[DATA SECTION]
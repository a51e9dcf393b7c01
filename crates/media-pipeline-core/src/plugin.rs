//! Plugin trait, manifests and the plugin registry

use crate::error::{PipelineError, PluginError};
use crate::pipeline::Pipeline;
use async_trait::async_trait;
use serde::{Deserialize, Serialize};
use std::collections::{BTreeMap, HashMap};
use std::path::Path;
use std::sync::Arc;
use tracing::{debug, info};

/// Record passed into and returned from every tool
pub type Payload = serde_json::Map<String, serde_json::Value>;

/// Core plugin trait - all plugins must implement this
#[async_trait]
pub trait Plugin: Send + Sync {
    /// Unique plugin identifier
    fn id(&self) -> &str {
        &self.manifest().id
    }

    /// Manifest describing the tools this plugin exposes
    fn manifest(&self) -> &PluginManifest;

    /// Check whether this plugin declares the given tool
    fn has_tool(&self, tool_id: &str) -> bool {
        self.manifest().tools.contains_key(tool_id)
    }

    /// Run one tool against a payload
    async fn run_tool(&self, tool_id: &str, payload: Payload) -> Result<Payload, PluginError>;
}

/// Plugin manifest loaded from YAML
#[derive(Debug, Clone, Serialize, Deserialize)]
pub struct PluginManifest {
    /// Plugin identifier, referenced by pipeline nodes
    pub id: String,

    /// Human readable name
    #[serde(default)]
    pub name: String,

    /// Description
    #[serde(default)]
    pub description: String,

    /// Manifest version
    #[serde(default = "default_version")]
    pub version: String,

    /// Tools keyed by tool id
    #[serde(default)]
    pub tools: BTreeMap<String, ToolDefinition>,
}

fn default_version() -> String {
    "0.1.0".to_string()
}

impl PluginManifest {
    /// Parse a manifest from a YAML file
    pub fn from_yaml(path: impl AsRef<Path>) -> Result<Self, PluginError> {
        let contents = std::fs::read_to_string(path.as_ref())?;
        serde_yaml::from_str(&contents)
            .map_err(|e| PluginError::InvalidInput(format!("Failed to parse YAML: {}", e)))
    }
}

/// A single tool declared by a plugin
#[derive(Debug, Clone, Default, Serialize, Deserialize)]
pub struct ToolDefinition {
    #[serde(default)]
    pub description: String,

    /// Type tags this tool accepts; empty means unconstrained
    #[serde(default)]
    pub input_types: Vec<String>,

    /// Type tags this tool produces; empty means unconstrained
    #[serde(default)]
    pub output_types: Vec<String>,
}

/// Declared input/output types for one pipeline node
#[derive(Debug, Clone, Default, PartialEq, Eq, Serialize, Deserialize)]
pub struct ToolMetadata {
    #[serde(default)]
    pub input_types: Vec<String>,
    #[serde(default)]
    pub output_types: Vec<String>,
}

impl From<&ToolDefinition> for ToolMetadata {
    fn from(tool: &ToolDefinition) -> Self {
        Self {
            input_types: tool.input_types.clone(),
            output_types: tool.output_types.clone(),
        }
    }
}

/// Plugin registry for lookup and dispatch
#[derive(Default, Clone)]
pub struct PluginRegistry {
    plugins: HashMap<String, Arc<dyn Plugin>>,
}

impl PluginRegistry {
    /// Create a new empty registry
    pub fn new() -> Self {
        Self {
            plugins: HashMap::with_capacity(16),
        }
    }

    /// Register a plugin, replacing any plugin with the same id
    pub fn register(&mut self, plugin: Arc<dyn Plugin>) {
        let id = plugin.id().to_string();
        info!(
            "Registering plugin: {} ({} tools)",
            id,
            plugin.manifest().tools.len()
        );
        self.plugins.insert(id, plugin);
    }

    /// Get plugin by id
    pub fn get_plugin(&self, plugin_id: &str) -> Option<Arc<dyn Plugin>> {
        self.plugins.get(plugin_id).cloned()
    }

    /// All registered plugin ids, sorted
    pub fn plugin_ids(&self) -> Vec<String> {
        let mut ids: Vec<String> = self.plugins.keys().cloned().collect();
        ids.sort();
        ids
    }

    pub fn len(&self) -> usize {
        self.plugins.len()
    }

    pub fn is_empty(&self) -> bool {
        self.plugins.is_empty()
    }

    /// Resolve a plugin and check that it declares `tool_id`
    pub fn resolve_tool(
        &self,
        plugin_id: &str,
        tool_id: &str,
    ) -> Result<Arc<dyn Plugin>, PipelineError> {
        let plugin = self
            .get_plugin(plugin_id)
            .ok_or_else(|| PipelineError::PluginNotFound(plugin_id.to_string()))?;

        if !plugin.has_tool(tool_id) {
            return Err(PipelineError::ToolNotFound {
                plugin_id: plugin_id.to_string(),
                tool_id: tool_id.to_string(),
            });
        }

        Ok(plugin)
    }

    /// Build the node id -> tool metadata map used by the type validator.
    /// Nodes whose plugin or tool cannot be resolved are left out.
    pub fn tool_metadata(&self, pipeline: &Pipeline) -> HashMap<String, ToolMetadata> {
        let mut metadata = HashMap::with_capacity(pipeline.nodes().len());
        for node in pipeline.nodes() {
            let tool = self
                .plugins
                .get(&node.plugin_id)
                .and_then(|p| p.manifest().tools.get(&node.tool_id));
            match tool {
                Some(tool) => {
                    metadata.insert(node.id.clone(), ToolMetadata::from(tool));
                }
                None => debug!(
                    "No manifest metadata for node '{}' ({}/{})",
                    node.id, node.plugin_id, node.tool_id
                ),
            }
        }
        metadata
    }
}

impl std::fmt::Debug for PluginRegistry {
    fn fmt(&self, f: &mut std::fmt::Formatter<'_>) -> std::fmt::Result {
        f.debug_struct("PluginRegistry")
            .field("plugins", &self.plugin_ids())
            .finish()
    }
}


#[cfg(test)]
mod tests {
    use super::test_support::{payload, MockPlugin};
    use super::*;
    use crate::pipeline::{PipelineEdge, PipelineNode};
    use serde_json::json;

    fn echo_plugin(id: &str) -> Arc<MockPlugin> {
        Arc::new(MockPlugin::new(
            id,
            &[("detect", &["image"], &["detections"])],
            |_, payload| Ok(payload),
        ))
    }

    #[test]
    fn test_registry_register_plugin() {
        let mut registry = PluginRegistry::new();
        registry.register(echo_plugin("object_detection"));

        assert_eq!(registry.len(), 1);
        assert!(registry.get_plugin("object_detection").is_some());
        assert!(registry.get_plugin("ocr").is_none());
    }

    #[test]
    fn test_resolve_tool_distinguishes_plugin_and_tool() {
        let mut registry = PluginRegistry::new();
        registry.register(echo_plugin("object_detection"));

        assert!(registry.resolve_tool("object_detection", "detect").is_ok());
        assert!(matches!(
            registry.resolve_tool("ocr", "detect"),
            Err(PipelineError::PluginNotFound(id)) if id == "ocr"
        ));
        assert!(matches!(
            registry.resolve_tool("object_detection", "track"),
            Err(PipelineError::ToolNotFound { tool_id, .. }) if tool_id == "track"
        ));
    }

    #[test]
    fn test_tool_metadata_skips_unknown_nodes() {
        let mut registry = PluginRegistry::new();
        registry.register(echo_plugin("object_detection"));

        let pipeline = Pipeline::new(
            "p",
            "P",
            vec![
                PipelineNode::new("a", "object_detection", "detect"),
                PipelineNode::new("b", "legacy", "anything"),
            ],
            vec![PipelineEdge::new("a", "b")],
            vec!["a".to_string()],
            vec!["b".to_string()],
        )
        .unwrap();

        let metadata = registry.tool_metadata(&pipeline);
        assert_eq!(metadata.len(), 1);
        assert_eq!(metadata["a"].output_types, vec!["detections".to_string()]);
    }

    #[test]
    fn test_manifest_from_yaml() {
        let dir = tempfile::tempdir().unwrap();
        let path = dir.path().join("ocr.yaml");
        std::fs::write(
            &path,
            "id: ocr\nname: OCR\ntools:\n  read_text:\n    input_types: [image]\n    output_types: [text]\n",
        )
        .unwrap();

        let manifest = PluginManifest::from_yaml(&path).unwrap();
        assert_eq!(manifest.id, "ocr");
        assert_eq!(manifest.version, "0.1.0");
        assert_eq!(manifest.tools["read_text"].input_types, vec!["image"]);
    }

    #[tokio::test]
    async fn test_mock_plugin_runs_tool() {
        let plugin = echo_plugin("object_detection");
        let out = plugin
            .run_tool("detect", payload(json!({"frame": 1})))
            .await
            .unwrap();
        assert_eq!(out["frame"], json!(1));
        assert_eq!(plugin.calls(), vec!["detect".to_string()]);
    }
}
[/DATA SECTION]
Write out exactly the lines above from the line with "Eq, Serialize, Deserialize)]" through the line with "pub struct PluginRegistry", both of them included, and leave out all other lines.

- ANSWER FOR THE TASK -
#[derive(Debug, Clone, Default, PartialEq, Eq, Serialize, Deserialize)]
pub struct ToolMetadata {
    #[serde(default)]
    pub input_types: Vec<String>,
    #[serde(default)]
    pub output_types: Vec<String>,
}

impl From<&ToolDefinition> for ToolMetadata {
    fn from(tool: &ToolDefinition) -> Self {
        Self {
            input_types: tool.input_types.clone(),
            output_types: tool.output_types.clone(),
        }
    }
}

/// Plugin registry for lookup and dispatch
#[derive(Default, Clone)]
pub struct PluginRegistry {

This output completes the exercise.